- **Brief**: Examine the records below and count how many lines contain the string "FieldConfig". Give only the number.

Items from a dataset:
━━━━━━━━━━━━━━━━━━━━━━━━━━━━━━

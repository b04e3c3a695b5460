//! Error types for logo-field.
//!
//! This module provides error types for GPU initialization, logo image
//! loading, and running the windowed app.

use thiserror::Error;

/// Errors that can occur during GPU initialization.
#[derive(Debug, Error)]
pub enum GpuError {
    /// Failed to create a surface for rendering.
    #[error("Failed to create GPU surface: {0}")]
    SurfaceCreation(#[from] wgpu::CreateSurfaceError),
    /// No compatible GPU adapter found.
    #[error("No compatible GPU adapter found. Ensure your system has a GPU with WebGPU/Vulkan/Metal/DX12 support.")]
    NoAdapter,
    /// Failed to create GPU device.
    #[error("Failed to create GPU device: {0}")]
    DeviceCreation(#[from] wgpu::RequestDeviceError),
}

/// Errors that can occur while loading the logo image.
#[derive(Debug, Error)]
pub enum TextureError {
    /// The image could not be decoded.
    #[error("Failed to load image: {0}")]
    Image(#[from] image::ImageError),
    /// The image file could not be read.
    #[error("Failed to read image file: {0}")]
    Io(#[from] std::io::Error),
    /// Pixel data does not match the stated dimensions.
    #[error("RGBA data size mismatch: {width}x{height} image with {len} bytes")]
    SizeMismatch { width: u32, height: u32, len: usize },
}

/// Errors that can occur when running the windowed app.
#[derive(Debug, Error)]
pub enum AppError {
    /// Failed to create event loop.
    #[error("Failed to create event loop: {0}")]
    EventLoop(#[from] winit::error::EventLoopError),
    /// Failed to create window.
    #[error("Failed to create window: {0}")]
    Window(#[from] winit::error::OsError),
    /// GPU initialization failed.
    #[error("GPU error: {0}")]
    Gpu(#[from] GpuError),
}
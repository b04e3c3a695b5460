//! The owned collection of logos and the forces that act on it.
//!
//! [`LogoField`] is the only place logos live. It enforces the two population
//! caps and implements the input-driven force model: scroll impulses, the
//! post-scroll decay, and pointer repulsion. It has no notion of time or of
//! rendering; the [`FieldAnimator`](crate::FieldAnimator) decides when each
//! operation runs.

use crate::config::FieldConfig;
use crate::particle::{Bounds, Logo};
use crate::render::{draw_logo, Canvas};
use crate::spawn::SpawnContext;
use glam::Vec2;

/// Upper bound on the logos reserved up front; the field still grows past it.
const RESERVE_LIMIT: usize = 1024;

/// Logos in creation order. Never shrinks.
#[derive(Debug, Clone)]
pub struct LogoField {
    logos: Vec<Logo>,
    config: FieldConfig,
}

impl LogoField {
    pub fn new(config: FieldConfig) -> Self {
        Self {
            logos: Vec::with_capacity(config.pointer_cap().min(RESERVE_LIMIT)),
            config,
        }
    }

    #[inline]
    pub fn config(&self) -> &FieldConfig {
        &self.config
    }

    /// Logos in insertion order (back to front).
    #[inline]
    pub fn logos(&self) -> &[Logo] {
        &self.logos
    }

    #[inline]
    pub fn len(&self) -> usize {
        self.logos.len()
    }

    #[inline]
    pub fn is_empty(&self) -> bool {
        self.logos.is_empty()
    }

    // ========== Creation ==========

    /// Add an ambient logo if the field is below the ambient cap.
    ///
    /// Returns `true` if a logo was added.
    pub fn spawn_ambient(&mut self, spawn: &mut SpawnContext, bounds: Bounds) -> bool {
        if self.logos.len() >= self.config.max_logos {
            return false;
        }
        self.logos.push(spawn.ambient(bounds));
        true
    }

    /// Add a logo at `position` if the field is below the pointer cap.
    ///
    /// Returns `true` if a logo was added.
    pub fn spawn_at(&mut self, spawn: &mut SpawnContext, position: Vec2) -> bool {
        if self.logos.len() >= self.config.pointer_cap() {
            return false;
        }
        self.logos.push(spawn.at_pointer(position));
        true
    }

    /// Insert a fully specified logo, subject to the pointer cap.
    pub fn push(&mut self, logo: Logo) -> bool {
        if self.logos.len() >= self.config.pointer_cap() {
            return false;
        }
        self.logos.push(logo);
        true
    }

    // ========== Forces ==========

    /// Inject the energy of a scroll step of `delta` pixels.
    ///
    /// Horizontal velocity and spin follow the scroll direction; vertical
    /// velocity always grows, whichever way the page moved.
    pub fn apply_scroll(&mut self, delta: f32) {
        let push = delta * self.config.scroll_velocity;
        let lift = delta.abs() * self.config.scroll_velocity;
        let spin = delta * self.config.scroll_spin;

        for logo in &mut self.logos {
            logo.velocity.x += push;
            logo.velocity.y += lift;
            logo.rotation_speed += spin;
        }
    }

    /// Damp every logo's velocity and spin once.
    pub fn decay(&mut self) {
        let factor = self.config.decay_factor;
        for logo in &mut self.logos {
            logo.damp(factor);
        }
    }

    /// Push logos near `pointer` away from it.
    ///
    /// The impulse falls off linearly from `repel_strength` at the pointer to
    /// zero at `repel_radius`. A logo centered exactly on the pointer has no
    /// direction to be pushed in and is left alone.
    pub fn repel(&mut self, pointer: Vec2) {
        let radius = self.config.repel_radius;
        let strength = self.config.repel_strength;

        for logo in &mut self.logos {
            let offset = pointer - logo.position;
            let distance = offset.length();

            if distance >= radius || distance <= f32::EPSILON {
                continue;
            }

            let force = (radius - distance) / radius;
            logo.velocity -= offset / distance * force * strength;
        }
    }

    // ========== Frame ==========

    /// Update then draw each logo in insertion order.
    pub fn step<C: Canvas + ?Sized>(&mut self, bounds: Bounds, canvas: &mut C) {
        for logo in &mut self.logos {
            logo.update(bounds);
            draw_logo(logo, canvas);
        }
    }
}
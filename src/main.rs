use std::path::PathBuf;

use anyhow::Context;
use clap::Parser;
use logo_field::{FieldConfig, FilterMode, LogoFieldApp};

/// Scroll- and pointer-reactive field of rotating, pulsing logos.
///
/// Scroll with the mouse wheel to grow the field, move the pointer to push
/// logos away, click to add one, press Enter to jump one screen down.
#[derive(Debug, Parser)]
#[command(name = "logo-field", version)]
struct Cli {
    /// Logo image (PNG or JPEG).
    #[arg(default_value = "logo.jpeg")]
    image: PathBuf,

    /// Logos created by scrolling; clicks allow twice as many.
    #[arg(long, default_value_t = 20)]
    max_logos: usize,

    /// Initial window width in logical pixels.
    #[arg(long, default_value_t = 1280)]
    width: u32,

    /// Initial window height in logical pixels.
    #[arg(long, default_value_t = 720)]
    height: u32,

    /// Height of the scrollable page, in window heights.
    #[arg(long, default_value_t = 3.0)]
    page_height: f32,

    /// Disable the Enter-to-scroll indicator.
    #[arg(long)]
    no_scroll_indicator: bool,

    /// Sample the logo with nearest-neighbor filtering (for pixel art).
    #[arg(long)]
    nearest: bool,

    /// Seed for reproducible logo placement.
    #[arg(long)]
    seed: Option<u64>,
}

fn main() -> anyhow::Result<()> {
    env_logger::Builder::from_env(env_logger::Env::default().default_filter_or("info")).init();

    let cli = Cli::parse();
    log::debug!("{:?}", cli);

    let filter = if cli.nearest {
        FilterMode::Nearest
    } else {
        FilterMode::Linear
    };

    let mut app = LogoFieldApp::new()
        .with_image(&cli.image)
        .with_filter(filter)
        .with_config(FieldConfig::default().with_max_logos(cli.max_logos))
        .with_window_size(cli.width, cli.height)
        .with_page_height(cli.page_height)
        .with_scroll_indicator(!cli.no_scroll_indicator);
    if let Some(seed) = cli.seed {
        app = app.with_seed(seed);
    }

    app.run()
        .with_context(|| format!("logo field with {} failed", cli.image.display()))
}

━━━━━━━━━━━━━━━━━━━━━━━━━━━━━━

- **Result for this task**: 6